# Golden Puppies in MA/NH?



## oggi (Jun 5, 2011)

My family and I are looking for a new golden retriever puppy in the New England area (preferably in MA or NH, though for the right puppy we're willing to make the drive out further). We lost our dog at age 14 about five months ago and have been discussing getting a new dog for the last two months, because it's just not the same without one. We're looking to get a puppy by the end of the summer and I was wondering if anyone could recommend a breeder or if anyone knew of any upcoming or current litters with puppies still available. Price is less of a concern because we want a good dog from a reputable breeder but we'd like to stay under $2000. Any help is appreciated!


----------



## Oaklys Dad (Dec 28, 2005)

Welcome to the forum and sorry for your loss of your beloved pet. I'm not familiar with breeders in your area but I'm sure you will be able to find the right pup in your price range. Best of luck to you in your search for your next best friend.


----------



## gardenandcats (Jun 7, 2011)

If you can get the uncle henry's they have many breeders listed for maine and N/H.


----------



## DNL2448 (Feb 13, 2009)

Sorry to hear of your loss. Welcome to the forum, it's a great place. Funny, I just sent three of my puppies to the MA/NH area from Oregon. Two in MA one in NH. I'm sure those closer to you will be able to give you great breeder recommendations. Please check out the thread of what to look for when you buy a puppy. There are a lot of unscrupulous people trying to sell puppies. When you think you've found a puppy, list them on here. There are several members that will help you with your decision.


----------



## LibertyME (Jan 6, 2007)

No disrespect, but Uncle Henry's is the _LAST_ place to look for a reputable breeder with quality dogs.


gardenandcats said:


> If you can get the uncle henry's they have many breeders listed for maine and N/H.


----------



## LibertyME (Jan 6, 2007)

Vermont Breed Club:
American Kennel Club - Green Mountain Golden Retriever Club - CHITTENDEN - VT - 5078

Massachusetts Breed Club:
YGRC - Welcome!

ygrr.org has a good reputation for placing Goldens in New England


----------



## Shalva (Jul 16, 2008)

you might want to talk to sunkissedgoldens.com she is in NH and I think she knows of a litter that is happening. 
I know I won't be breeding until next year but if you talk to Kara she is reputable, a really nice person with some lovely dogs


----------



## bowdense (Feb 22, 2011)

We are getting our puppy form Leslie Perry (GoldenPaw) in Gardiner, Maine. I did a lot of research, we are very excited! They were born 6-3-11. If you'd like her contact info, please PM me.


----------



## Golden123 (Dec 6, 2009)

Try Twin-Beau-D in Swansea MA. Thats where we got our Sadie from last spring.

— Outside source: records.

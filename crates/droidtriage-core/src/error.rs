//! Error taxonomy for droidtriage.
//!
//! Only construction can fail: compiling rule patterns, validating rule sets,
//! and loading configuration or knowledge tables. Classification itself is
//! total and reports "no match" as `None`.

/// Errors produced while building classifiers or loading configuration.
#[derive(Debug, thiserror::Error)]
pub enum TriageError {
    #[error("rule {rule} has an invalid pattern: {source}")]
    InvalidPattern {
        rule: &'static str,
        #[source]
        source: regex::Error,
    },

    #[error("invalid rule set: {0}")]
    InvalidRuleSet(String),

    #[error("invalid configuration: {0}")]
    InvalidConfig(String),

    #[error("toml error: {0}")]
    Toml(#[from] toml::de::Error),

    #[error("io error: {0}")]
    Io(#[from] std::io::Error),
}

/// Result type for droidtriage construction and loading.
pub type Result<T> = std::result::Result<T, TriageError>;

http://twinbeaudgoldens.com/


----------



## eeneymeanymineymo (Oct 5, 2009)

Julie Guay ~ Brookshire Goldens in MA: Brookshire,  Golden Retrievers,  Northborough,  MA


----------



## Blondie (Oct 10, 2009)

Here's a few:

Ray of Sunshine ~ Merrimack, NH, puppies due June 12.

Water's Edge Kennel ~ Bow, NH, Winter 2011/2012 planned breeding.

Pine Springs Goldens ~ Wakefield, MA, litter this summer.

Golden Bear Kennel ~ Sudbury MA, taking reservations for Fall/Winter.

Granite Gold Goldens ~ N. Sutton, NH, puppies born May 23.

Some of these breeders have posted clearances for OFA, hips, elbows, eyes and heart, some feed exclusively raw diet and limit vaccinations. Good luck.


----------



## Jige (Mar 17, 2011)

Hi and welcome. I am so sorry to read of your loss. I hope that you find just right pup for you.


----------